For those plan sponsors that have already received or will receive ERRP funds, is there anything I need to continue doing?

Yes. For each plan year that a sponsor has been reimbursed with ERRP funds, the sponsor must submit a full-replacement Claim List with no errors and an associated reimbursement request by April 27, 2012. If a submission of these two documents (an error-free Claim List and corresponding reimbursement request) is not completed, then Centers for Medicare and Medicaid Services will begin the process to collect the funds that had been previously paid to the plan sponsor.

Plan sponsors are also expected to use the ERRP funds they have received or will receive by Dec. 31, 2014.

What can all plan sponsors do in the meantime?
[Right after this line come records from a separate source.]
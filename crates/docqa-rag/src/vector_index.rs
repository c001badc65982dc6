//! Vector index implementations
//!
//! Both indexes are read-only views over passages produced by the ingestion
//! pipeline: a JSON snapshot held in memory, or an existing Qdrant collection.

use std::collections::{HashMap, HashSet};
use std::path::Path;
use std::sync::Arc;

use async_trait::async_trait;
use qdrant_client::Qdrant;
use qdrant_client::qdrant::value::Kind;
use qdrant_client::qdrant::{CountPointsBuilder, SearchPointsBuilder, Value};
use tracing::{debug, info};

use docqa_core::{Error, PassageMetadata, Result, RetrievedPassage, VectorIndex};

use crate::embedding::{QueryEmbedder, tokenize};

/// In-memory index over a passage snapshot
///
/// Passages are ranked by the share of query terms they contain. Equal
/// scores keep snapshot order.
#[derive(Debug, Clone)]
pub struct LocalVectorIndex {
    passages: Vec<IndexedPassage>,
}

#[derive(Debug, Clone)]
struct IndexedPassage {
    passage: RetrievedPassage,
    terms: HashSet<String>,
}

impl LocalVectorIndex {
    pub fn from_passages(passages: Vec<RetrievedPassage>) -> Self {
        let passages = passages
            .into_iter()
            .map(|passage| IndexedPassage {
                terms: tokenize(&passage.content).into_iter().collect(),
                passage,
            })
            .collect();

        Self { passages }
    }

    /// Load a snapshot of `[{content, metadata: {source, page}}]`
    pub async fn load(path: impl AsRef<Path>) -> Result<Self> {
        let path = path.as_ref();
        let raw = tokio::fs::read_to_string(path).await.map_err(|e| {
            Error::VectorIndex(format!("Cannot read index snapshot {}: {}", path.display(), e))
        })?;

        let passages: Vec<RetrievedPassage> = serde_json::from_str(&raw).map_err(|e| {
            Error::VectorIndex(format!("Corrupt index snapshot {}: {}", path.display(), e))
        })?;

        info!(path = %path.display(), passages = passages.len(), "Loaded local index");
        Ok(Self::from_passages(passages))
    }
}

/// Share of distinct query terms present in the passage, in `[0, 1]`
fn term_overlap(query_terms: &HashSet<String>, passage_terms: &HashSet<String>) -> f32 {
    if query_terms.is_empty() {
        return 0.0;
    }

    let shared = query_terms.intersection(passage_terms).count();
    shared as f32 / query_terms.len() as f32
}

#[async_trait]
impl VectorIndex for LocalVectorIndex {
    async fn similarity_search(&self, query: &str, k: usize) -> Result<Vec<RetrievedPassage>> {
        let query_terms: HashSet<String> = tokenize(query).into_iter().collect();

        let mut scored: Vec<(f32, &IndexedPassage)> = self
            .passages
            .iter()
            .map(|indexed| (term_overlap(&query_terms, &indexed.terms), indexed))
            .collect();

        // Stable sort: ties stay in snapshot order
        scored.sort_by(|a, b| b.0.total_cmp(&a.0));

        Ok(scored
            .into_iter()
            .take(k)
            .map(|(score, indexed)| RetrievedPassage {
                score: Some(score),
                ..indexed.passage.clone()
            })
            .collect())
    }

    async fn count(&self) -> Result<usize> {
        Ok(self.passages.len())
    }
}

/// Index backed by an existing Qdrant collection
pub struct QdrantVectorIndex {
    client: Qdrant,
    collection_name: String,
    embedder: Arc<dyn QueryEmbedder>,
}

impl QdrantVectorIndex {
    /// Connect to Qdrant; the collection must already be populated
    pub fn connect(
        url: &str,
        api_key: Option<String>,
        collection_name: impl Into<String>,
        embedder: Arc<dyn QueryEmbedder>,
    ) -> Result<Self> {
        let mut builder = Qdrant::from_url(url);
        if let Some(key) = api_key {
            builder = builder.api_key(key);
        }
        let client = builder
            .build()
            .map_err(|e| Error::VectorIndex(format!("Cannot connect to Qdrant at {}: {}", url, e)))?;

        Ok(Self {
            client,
            collection_name: collection_name.into(),
            embedder,
        })
    }

    pub fn collection_name(&self) -> &str {
        &self.collection_name
    }
}

#[async_trait]
impl VectorIndex for QdrantVectorIndex {
    async fn similarity_search(&self, query: &str, k: usize) -> Result<Vec<RetrievedPassage>> {
        if k == 0 {
            return Ok(Vec::new());
        }

        let vector = self.embedder.embed(query);
        let response = self
            .client
            .search_points(
                SearchPointsBuilder::new(self.collection_name.as_str(), vector, k as u64)
                    .with_payload(true),
            )
            .await
            .map_err(|e| Error::VectorIndex(format!("Qdrant search failed: {}", e)))?;

        debug!(
            collection = %self.collection_name,
            hits = response.result.len(),
            "Qdrant search completed"
        );

        Ok(response
            .result
            .into_iter()
            .map(|point| passage_from_payload(point.payload, point.score))
            .collect())
    }

    async fn count(&self) -> Result<usize> {
        let response = self
            .client
            .count(CountPointsBuilder::new(self.collection_name.as_str()).exact(true))
            .await
            .map_err(|e| Error::VectorIndex(format!("Qdrant count failed: {}", e)))?;

        Ok(response.result.map(|r| r.count as usize).unwrap_or(0))
    }
}

/// Build a passage from the `content`, `source` and `page` payload keys
fn passage_from_payload(payload: HashMap<String, Value>, score: f32) -> RetrievedPassage {
    let text = |key: &str| match payload.get(key).and_then(|v| v.kind.as_ref()) {
        Some(Kind::StringValue(s)) => Some(s.clone()),
        _ => None,
    };

    let page = match payload.get("page").and_then(|v| v.kind.as_ref()) {
        Some(Kind::IntegerValue(n)) => u32::try_from(*n).ok(),
        Some(Kind::DoubleValue(n)) if *n >= 0.0 => Some(*n as u32),
        Some(Kind::StringValue(s)) => s.trim().parse().ok(),
        _ => None,
    };

    RetrievedPassage {
        content: text("content").unwrap_or_default(),
        metadata: PassageMetadata {
            document_id: text("source"),
            page,
        },
        score: Some(score),
    }
}
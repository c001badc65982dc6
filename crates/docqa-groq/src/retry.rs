//! Bounded retry for transient remote failures

use std::future::Future;

use tracing::warn;

use docqa_core::{Result, RetryConfig};

/// Run `operation` until it succeeds, fails with a non-transient error, or
/// `policy.max_attempts` is reached. The last error is returned unchanged.
pub async fn with_retry<T, F, Fut>(policy: &RetryConfig, operation_name: &str, mut operation: F) -> Result<T>
where
    F: FnMut() -> Fut,
    Fut: Future<Output = Result<T>>,
{
    let max_attempts = policy.max_attempts.max(1);
    let mut attempt = 1;

    loop {
        match operation().await {
            Ok(value) => return Ok(value),
            Err(e) if e.is_transient() && attempt < max_attempts => {
                let wait = policy.backoff_for(attempt, e.retry_after());
                warn!(
                    operation = operation_name,
                    attempt,
                    max_attempts,
                    backoff_ms = wait.as_millis() as u64,
                    error = %e,
                    "Retrying after transient error"
                );
                tokio::time::sleep(wait).await;
                attempt += 1;
            }
            Err(e) => return Err(e),
        }
    }
}
//! Query embedding for vector databases

use std::fmt;

/// Turns a query into the vector used to search a collection
///
/// Must match the embedding the collection was ingested with.
pub trait QueryEmbedder: Send + Sync + fmt::Debug {
    fn embed(&self, text: &str) -> Vec<f32>;

    fn dimension(&self) -> usize;
}

/// Deterministic md5-hashed bag-of-words embedding
///
/// Each word adds a position-weighted count to the bucket its hash falls
/// in, longer words also feed a secondary bucket and adjacent word pairs a
/// third. The vector is L2-normalized.
#[derive(Debug, Clone)]
pub struct HashEmbedder {
    dimension: usize,
}

impl HashEmbedder {
    pub const DEFAULT_DIMENSION: usize = 384;

    pub fn new(dimension: usize) -> Self {
        Self {
            dimension: dimension.max(1),
        }
    }
}

impl Default for HashEmbedder {
    fn default() -> Self {
        Self::new(Self::DEFAULT_DIMENSION)
    }
}

impl QueryEmbedder for HashEmbedder {
    fn embed(&self, text: &str) -> Vec<f32> {
        let words = tokenize(text);
        let mut embedding = vec![0.0f32; self.dimension];

        for (i, word) in words.iter().enumerate() {
            let hash = token_hash(word);
            let weight = 1.0 / (1.0 + i as f32 * 0.1);
            embedding[(hash as usize) % self.dimension] += weight;

            if word.len() > 3 {
                embedding[((hash >> 16) as usize) % self.dimension] += weight * 0.5;
            }
        }

        for pair in words.windows(2) {
            let hash = token_hash(&format!("{} {}", pair[0], pair[1]));
            embedding[(hash as usize) % self.dimension] += 0.3;
        }

        let magnitude: f32 = embedding.iter().map(|x| x * x).sum::<f32>().sqrt();
        if magnitude > 0.0 {
            for value in &mut embedding {
                *value /= magnitude;
            }
        }

        embedding
    }

    fn dimension(&self) -> usize {
        self.dimension
    }
}

/// Lowercased alphanumeric words of `text`
pub(crate) fn tokenize(text: &str) -> Vec<String> {
    text.to_lowercase()
        .split(|c: char| !c.is_alphanumeric())
        .filter(|word| !word.is_empty())
        .map(str::to_owned)
        .collect()
}

fn token_hash(token: &str) -> u64 {
    let digest = md5::compute(token.as_bytes());
    let mut bytes = [0u8; 8];
    bytes.copy_from_slice(&digest.0[..8]);
    u64::from_le_bytes(bytes)
}

#[cfg(test)]
mod tests {
    use super::*;

    fn cosine(a: &[f32], b: &[f32]) -> f32 {
        a.iter().zip(b).map(|(x, y)| x * y).sum()
    }

    #[test]
    fn test_tokenize() {
        assert_eq!(
            tokenize("What's the REFUND policy?"),
            vec!["what", "s", "the", "refund", "policy"]
        );
        assert!(tokenize("  ?! ").is_empty());
    }

    #[test]
    fn test_embedding_is_deterministic_and_normalized() {
        let embedder = HashEmbedder::default();

        let first = embedder.embed("Refunds are accepted within 30 days");
        let second = embedder.embed("Refunds are accepted within 30 days");

        assert_eq!(first, second);
        assert_eq!(first.len(), 384);
        assert!((cosine(&first, &first) - 1.0).abs() < 1e-4);
    }

    #[test]
    fn test_similar_text_scores_higher() {
        let embedder = HashEmbedder::default();
        let query = embedder.embed("refund policy");

        let related = embedder.embed("the refund policy allows returns");
        let unrelated = embedder.embed("shipping takes five business days");

        assert!(cosine(&query, &related) > cosine(&query, &unrelated));
    }

    #[test]
    fn test_empty_text_embeds_to_zero_vector() {
        let embedder = HashEmbedder::new(8);
        assert_eq!(embedder.embed(""), vec![0.0; 8]);
        assert_eq!(HashEmbedder::new(0).dimension(), 1);
    }
}
//! Retrieval-augmented question answering for DocQA
//!
//! This crate provides the pipeline stages, the pipeline executor, and the
//! vector index implementations the retriever reads from.

mod embedding;
mod evaluator;
mod generator;
mod normalizer;
mod pipeline;
mod prompts;
mod retriever;
mod vector_index;

#[cfg(test)]
mod test_support;

pub use embedding::{HashEmbedder, QueryEmbedder};
pub use evaluator::GroundednessEvaluator;
pub use generator::AnswerGenerator;
pub use normalizer::normalize;
pub use pipeline::RagPipeline;
pub use prompts::{answer_prompt, evaluation_prompt};
pub use retriever::Retriever;
pub use vector_index::{LocalVectorIndex, QdrantVectorIndex};

// Re-export core types for convenience
pub use docqa_core::{
    Answer, Error, LLMProvider, PipelineConfig, PipelineState, Result, SourceRef, Verdict,
    VectorIndex,
};
use crate::cache::VerificationCache;
use crate::SearchError;
use async_trait::async_trait;
use serde::{Deserialize, Serialize};
use serde_json::Value;
use tracing::{debug, warn};

#[derive(Debug, Clone, Serialize, Deserialize, PartialEq)]
pub struct VerificationOutcome {
    pub success: bool,
    #[serde(default)]
    pub data: Value,
    #[serde(default)]
    pub confidence: f64,
}

impl VerificationOutcome {
    pub fn empty() -> Self {
        Self {
            success: false,
            data: Value::Null,
            confidence: 0.0,
        }
    }

    /// Parses a verifier reply. Replies often wrap the JSON object in prose or
    /// a fenced block; the first `{ ... }` span is used. Anything unparseable
    /// yields [`VerificationOutcome::empty`].
    pub fn from_payload(raw: &str) -> Self {
        let Some(candidate) = json_object_span(raw) else {
            warn!(chars = raw.len(), "verification payload has no JSON object");
            return Self::empty();
        };

        match serde_json::from_str::<Value>(candidate) {
            Ok(Value::Object(map)) => {
                let success = map.get("success").and_then(Value::as_bool).unwrap_or(false);
                let confidence = map
                    .get("confidence")
                    .and_then(Value::as_f64)
                    .map(|value| value.clamp(0.0, 1.0))
                    .unwrap_or(0.0);
                let data = map.get("data").cloned().unwrap_or(Value::Null);
                Self {
                    success,
                    data,
                    confidence,
                }
            }
            Ok(_) => Self::empty(),
            Err(error) => {
                warn!(%error, "verification payload is not valid JSON");
                Self::empty()
            }
        }
    }
}

fn json_object_span(raw: &str) -> Option<&str> {
    let start = raw.find('{')?;
    let end = raw.rfind('}')?;
    (end > start).then(|| &raw[start..=end])
}

/// A member designation or sheet number checked against the drawings by an
/// external (usually vision-model) subsystem.
#[async_trait]
pub trait Verifier {
    async fn verify(&self, subject: &str) -> Result<VerificationOutcome, SearchError>;
}

pub struct CachedVerifier<V> {
    inner: V,
    cache: VerificationCache<VerificationOutcome>,
}

impl<V> CachedVerifier<V>
where
    V: Verifier + Send + Sync,
{
    pub fn new(inner: V, cache: VerificationCache<VerificationOutcome>) -> Self {
        Self { inner, cache }
    }

    pub fn cache(&self) -> &VerificationCache<VerificationOutcome> {
        &self.cache
    }
}

#[async_trait]
impl<V> Verifier for CachedVerifier<V>
where
    V: Verifier + Send + Sync,
{
    async fn verify(&self, subject: &str) -> Result<VerificationOutcome, SearchError> {
        let key = subject.trim().to_uppercase();
        let inner = &self.inner;
        self.cache
            .get_or_try_insert_with(&key, move || async move {
                debug!(subject, "running verification");
                inner.verify(subject).await
            })
            .await
    }
}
Plan sponsors should ensure the ERRP program has the sponsor's most up-to-date information for the following: 

  • Plan's responses to any application questions, 
  • Contact information for the Authorized Representative, Account Manager, and Designee, and 
  • Bank account information 

If a sponsor has found any inaccuracies or changes to previous application data, contact the ERRP Contact Center to find out how to correct this information. 

Where can I find more information?

For more details on the ERRP, go to the ERRP website. To find more information on payments made to plan sponsors in Michigan, read the latest ERRP Reimbursement Update report (PDF).

The information on this website is based on BCBSM's review of the national health care reform legislation and is not intended to impart legal advice. Interpretations of the reform legislation vary, and efforts will be made to present and update accurate information. This overview is intended as an educational tool only and does not replace a more rigorous review of the law's applicability to individual circumstances and attendant legal counsel and should not be relied upon as legal or compliance advice. Analysis is ongoing and additional guidance is also anticipated from the Department of Health and Human Services. Additionally, some reform regulations may differ for particular members enrolled in certain programs such as the Federal Employee Program, and those members are encouraged to consult with their benefit administrators for specific details.